Organizational culture is key here. Thus, prior to adopting hot-desking, you need to consider the cultural aspects of the workplace along with your team’s size, business needs and employee interests:
- Do you seek to reduce real estate costs?
- Do you want to drive innovation and promote collaboration?
- Is your workplace informal enough to perform efficiently in the context of flexibility?
- Do you let your employees work remotely?
- Will they be alright with desk sharing?
- Will you be able to create separate co-working zones for team members whose processes may cause distractions to others?
If you answered “yes” to at least some of these questions, there’s a high chance that hot-desking will work for you pretty well.
Below are a few recommendations on how to get the best out of this office management system. Be sure to use them to attain the best results.
How to Make Hot-Desking Work
- Create a policy and communicate the rules — How will hot-desking be realized in your company? Will it be applied to all employees or just some groups and departments?

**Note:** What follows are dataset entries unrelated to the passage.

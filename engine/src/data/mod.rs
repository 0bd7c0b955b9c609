// Series ingestion: normalization with built-in fallback data, and CSV loading
pub mod csv_parser;
pub mod normalizer;

pub use normalizer::{fallback_series, normalize};
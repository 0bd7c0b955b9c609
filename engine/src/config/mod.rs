// Chart configuration, loaded from JSON with embedded defaults
pub mod settings;

pub use settings::ChartSettings;
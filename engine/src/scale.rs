// Price range derivation and y-axis label generation
use serde::Serialize;
use shared::{NumberFormat, Series};
use tracing::warn;

/// Visible price range after padding and snapping, with its axis labels.
///
/// Always produced whole by [`ScaleCalculator::compute_scale`]; never edited in place.
#[derive(Debug, Clone, PartialEq, Serialize)]
pub struct PriceScale {
    pub min_price: f64,
    pub max_price: f64,
    /// Label values, top to bottom (descending).
    pub levels: Vec<f64>,
    /// `levels` formatted for display.
    pub labels: Vec<String>,
}

impl PriceScale {
    pub fn range(&self) -> f64 {
        self.max_price - self.min_price
    }

    // A flat series can snap min and max to the same hundred
    pub fn is_degenerate(&self) -> bool {
        self.range() == 0.0
    }
}

#[derive(Debug, Clone, PartialEq)]
pub struct ScaleCalculator {
    pub padding_ratio: f64,
    pub snap_step: f64,
    pub label_count: usize,
    pub format: NumberFormat,
}

impl Default for ScaleCalculator {
    fn default() -> Self {
        Self {
            padding_ratio: 0.10,
            snap_step: 100.0,
            label_count: 7,
            format: NumberFormat::default(),
        }
    }
}

impl ScaleCalculator {
    pub fn compute_scale(&self, series: &Series) -> PriceScale {
        let (raw_min, raw_max) = series
            .iter()
            .flat_map(|p| p.prices())
            .fold((f64::INFINITY, f64::NEG_INFINITY), |(lo, hi), price| (lo.min(price), hi.max(price)));

        // Empty series or non-finite prices: keep the scale finite.
        let (raw_min, raw_max) = if raw_min.is_finite() && raw_max.is_finite() {
            (raw_min, raw_max)
        } else {
            warn!(
                points = series.len(),
                raw_min, raw_max, "no finite price range, falling back to a zero scale"
            );
            (0.0, 0.0)
        };

        let padding = (raw_max - raw_min) * self.padding_ratio;
        let min_price = ((raw_min - padding) / self.snap_step).floor() * self.snap_step;
        let max_price = ((raw_max + padding) / self.snap_step).ceil() * self.snap_step;

        let levels = self.levels(min_price, max_price);
        let labels = levels.iter().map(|&v| self.format.format(v)).collect();

        PriceScale {
            min_price,
            max_price,
            levels,
            labels,
        }
    }

    fn levels(&self, min_price: f64, max_price: f64) -> Vec<f64> {
        let count = self.label_count.max(2);
        let step = (max_price - min_price) / (count - 1) as f64;
        (0..count)
            .map(|i| {
                // Pin the last label so rounding cannot drift past min_price.
                if i == count - 1 {
                    min_price
                } else {
                    max_price - step * i as f64
                }
            })
            .collect()
    }
}

/// [`ScaleCalculator::compute_scale`] with the default padding, snapping and label count.
pub fn compute_scale(series: &Series) -> PriceScale {
    ScaleCalculator::default().compute_scale(series)
}

#[cfg(test)]
mod tests {
    use super::*;
    use crate::data::fallback_series;
    use shared::CandlestickPoint;

    fn create_point(low: f64, high: f64) -> CandlestickPoint {
        CandlestickPoint::new("t", low, high, low, high, 0.0)
    }

    #[test]
    fn test_fallback_scale() {
        // raw 41750..42800, padding 105 -> 41645..42905 -> snapped 41600..43000
        let scale = compute_scale(&fallback_series());
        assert_eq!(scale.min_price, 41600.0);
        assert_eq!(scale.max_price, 43000.0);
        assert_eq!(
            scale.labels,
            vec!["43,000", "42,766.667", "42,533.333", "42,300", "42,066.667", "41,833.333", "41,600"]
        );
    }

    #[test]
    fn test_labels_descend_from_max_to_min() {
        let series = Series::new(vec![create_point(1234.0, 5678.0)]);
        let scale = compute_scale(&series);
        assert_eq!(scale.levels.len(), 7);
        assert_eq!(scale.levels[0], scale.max_price);
        assert_eq!(scale.levels[6], scale.min_price);
        assert!(scale.levels.windows(2).all(|w| w[0] > w[1]));
    }

    #[test]
    fn test_flat_series_is_degenerate() {
        let series = Series::new(vec![CandlestickPoint::new("t", 100.0, 100.0, 100.0, 100.0, 0.0)]);
        let scale = compute_scale(&series);
        assert_eq!(scale.min_price, 100.0);
        assert_eq!(scale.max_price, 100.0);
        assert!(scale.is_degenerate());
        assert_eq!(scale.labels, vec!["100"; 7]);
    }

    #[test]
    fn test_flat_series_off_the_hundred_still_spans() {
        let series = Series::new(vec![CandlestickPoint::new("t", 150.0, 150.0, 150.0, 150.0, 0.0)]);
        let scale = compute_scale(&series);
        assert_eq!((scale.min_price, scale.max_price), (100.0, 200.0));
        assert!(!scale.is_degenerate());
    }

    #[test]
    fn test_custom_label_count_and_format() {
        let calc = ScaleCalculator {
            label_count: 3,
            format: NumberFormat::brazilian(),
            ..ScaleCalculator::default()
        };
        let series = Series::new(vec![create_point(1000.0, 3000.0)]);
        // padding 200 -> 800..3200
        let scale = calc.compute_scale(&series);
        assert_eq!(scale.labels, vec!["3.200", "2.000", "800"]);
    }

    #[test]
    fn test_infinite_price_stays_finite() {
        let series = Series::new(vec![CandlestickPoint::new("t", 100.0, f64::INFINITY, 90.0, 105.0, 1.0)]);
        let scale = compute_scale(&series);
        assert!(scale.min_price.is_finite() && scale.max_price.is_finite());
        assert!(scale.levels.iter().all(|v| v.is_finite()));
    }

    #[test]
    fn test_empty_series_stays_finite() {
        let scale = compute_scale(&Series::default());
        assert!(scale.min_price.is_finite() && scale.max_price.is_finite());
        assert_eq!(scale.labels.len(), 7);
    }
}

Will hot-desking employees have some new responsibilities to fulfill and routines to follow? Describe the rules and the process exhaustively (but concisely) and don’t forget to share the information with your staff.
- Apply the hoteling method — To make sure everyone willing to attend the office has a place to work, use the hoteling method, which implies that a person has to reserve a desk for a certain period. Thereby, you will be able to match your team members’ demands with office resources and avoid overcrowding.

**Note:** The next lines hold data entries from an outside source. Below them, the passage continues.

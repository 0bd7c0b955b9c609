use serde::{Deserialize, Serialize};

/// One OHLCV bucket. `time` is an opaque label rendered on the x axis.
///
/// `low <= open, close <= high` is expected but not enforced; see [`CandlestickPoint::is_consistent`].
#[derive(Debug, Clone, PartialEq, Serialize, Deserialize)]
pub struct CandlestickPoint {
    pub time: String,
    pub open: f64,
    pub high: f64,
    pub low: f64,
    pub close: f64,
    pub volume: f64,
}

impl CandlestickPoint {
    pub fn new(time: impl Into<String>, open: f64, high: f64, low: f64, close: f64, volume: f64) -> Self {
        Self {
            time: time.into(),
            open,
            high,
            low,
            close,
            volume,
        }
    }

    // open, high, low, close
    pub fn prices(&self) -> [f64; 4] {
        [self.open, self.high, self.low, self.close]
    }

    /// Strictly greater: a doji (open == close) is not bullish.
    pub fn is_bullish(&self) -> bool {
        self.close > self.open
    }

    pub fn is_consistent(&self) -> bool {
        self.low <= self.open.min(self.close) && self.open.max(self.close) <= self.high && self.volume >= 0.0
    }
}

/// Chronologically ordered points; index 0 is the oldest and is drawn leftmost.
#[derive(Debug, Clone, Default, PartialEq, Serialize, Deserialize)]
#[serde(transparent)]
pub struct Series(Vec<CandlestickPoint>);

impl Series {
    pub fn new(points: Vec<CandlestickPoint>) -> Self {
        Series(points)
    }

    pub fn points(&self) -> &[CandlestickPoint] {
        &self.0
    }

    pub fn len(&self) -> usize {
        self.0.len()
    }

    pub fn is_empty(&self) -> bool {
        self.0.is_empty()
    }

    pub fn get(&self, index: usize) -> Option<&CandlestickPoint> {
        self.0.get(index)
    }

    pub fn iter(&self) -> std::slice::Iter<'_, CandlestickPoint> {
        self.0.iter()
    }

    pub fn into_inner(self) -> Vec<CandlestickPoint> {
        self.0
    }
}

impl From<Vec<CandlestickPoint>> for Series {
    fn from(points: Vec<CandlestickPoint>) -> Self {
        Series(points)
    }
}

impl FromIterator<CandlestickPoint> for Series {
    fn from_iter<I: IntoIterator<Item = CandlestickPoint>>(iter: I) -> Self {
        Series(iter.into_iter().collect())
    }
}

impl<'a> IntoIterator for &'a Series {
    type Item = &'a CandlestickPoint;
    type IntoIter = std::slice::Iter<'a, CandlestickPoint>;

    fn into_iter(self) -> Self::IntoIter {
        self.0.iter()
    }
}
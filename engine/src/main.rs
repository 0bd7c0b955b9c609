// Chart engine CLI: lays out a CSV series (or the built-in one) and prints the result as JSON
use anyhow::{anyhow, Context, Result};
use chart_engine::{ChartSettings, LayoutController};
use tracing::info;
use tracing_subscriber::EnvFilter;

const USAGE: &str = "usage: chart-engine [CSV_PATH] [CONTENT_WIDTH]";

fn main() -> Result<()> {
    // Logs go to stderr; stdout carries only the JSON document
    tracing_subscriber::fmt()
        .with_env_filter(EnvFilter::try_from_default_env().unwrap_or_else(|_| EnvFilter::new("info")))
        .with_writer(std::io::stderr)
        .init();

    let settings = match std::env::var("CHART_CONFIG") {
        Ok(path) => ChartSettings::from_file(&path).with_context(|| format!("Failed to load settings from '{}'", path))?,
        Err(_) => ChartSettings::load_default()?,
    };

    let mut args = std::env::args().skip(1);
    let csv_path = args.next();
    let width = args
        .next()
        .map(|w| w.parse::<f64>().map_err(|e| anyhow!("Invalid CONTENT_WIDTH '{}': {}. {}", w, e, USAGE)))
        .transpose()?;

    let series = match &csv_path {
        Some(path) => Some(settings.csv_loader().load_file(path)?),
        None => {
            info!("no CSV path given, using the built-in series");
            None
        }
    };

    let mut controller = LayoutController::from_settings(&settings);
    controller.set_series(series);
    if let Some(width) = width {
        if !controller.set_viewport_width(width) {
            return Err(anyhow!("CONTENT_WIDTH must be positive, got {}. {}", width, USAGE));
        }
    }

    let layout = controller.layout().ok_or_else(|| anyhow!("layout was not produced"))?;
    println!("{}", serde_json::to_string_pretty(layout)?);
    info!(candles = layout.geometry.len(), "layout written");
    Ok(())
}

- Use zoning and arrange a separate space for meetings — Distractions should be reduced to a minimum, if not eliminated entirely. Thus, it’s better to designate a separate area for everyone who can cause them. Plus, to help employees collaborate more efficiently (and receive high-quality training), you can secure specific zones for those in need to work together (at least temporarily) and establish bookable meeting rooms.
- Keep the shared workstations clean — The fears to get sick with coronavirus are still quite intense. So, you need to pay a lot of attention to keeping desks tidy and clean. To reduce healthcare risks, equip each workstation with safety kits comprised of hand sanitizers, antiseptic wipes and cleaning supplies. Encourage your team members to wear facemasks and disinfect the reserved desks before the start and end of the workday. Check employees’ body temperature on the entrance and don’t forget to arrange the desks following the social distancing rules. Lastly, to make certain everyone is aware of the safety requirements, create a section in your hot-desking policy outlining the importance of good cleaning and self-protection habits at the workplace.
- Provide access to technologies — Technology is a must for proper hot-desking. Thus, equip your co-working area with well-functioning office devices, as well as high-speed Internet. Also, make sure each employee has access to necessary collaboration and project management tools in order to stay in touch and know what’s going on in the team.